(Your assignment) Look through the lines below; wherever the word "GenerationWorker" appears, copy that line.

Data shown below:

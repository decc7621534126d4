//! # STRATA Procedural Generation
//!
//! Deterministic terrain for a voxel world.
//!
//! ## Design Principles
//!
//! 1. **Deterministic**: the same seed and address always produce the same blocks
//! 2. **Chunked**: terrain is generated one chunk at a time
//! 3. **Off-thread**: generation runs behind [`GenerationChannel`], never on
//!    the tick thread
//!
//! ## Example
//!
//! ```rust,ignore
//! use strata_procedural::{GenerationChannel, GenerationWorker, WorkerRequest};
//!
//! let mut worker = GenerationWorker::spawn()?;
//! worker.send(WorkerRequest::Init { generator, seed, world_guid })?;
//! worker.send(WorkerRequest::Generate(addr))?;
//! // later, once per tick
//! while let Some(response) = worker.try_recv() { /* ... */ }
//! ```

#![warn(missing_docs)]
#![deny(unsafe_code)]
#![deny(clippy::all)]
#![warn(clippy::pedantic)]
#![deny(clippy::perf)]

pub mod generator;
pub mod noise;
pub mod worker;

pub use generator::{ChunkBlocks, GeneratorConfig, TerrainGenerator};
pub use noise::{SimplexNoise, WorldSeed};
pub use worker::{
    GenerationChannel, GenerationWorker, InlineGeneration, WorkerError, WorkerRequest,
    WorkerResponse,
};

End of Data shown.

(Solution to this exercise)
//! use strata_procedural::{GenerationChannel, GenerationWorker, WorkerRequest};
//! let mut worker = GenerationWorker::spawn()?;
    GenerationChannel, GenerationWorker, InlineGeneration, WorkerError, WorkerRequest,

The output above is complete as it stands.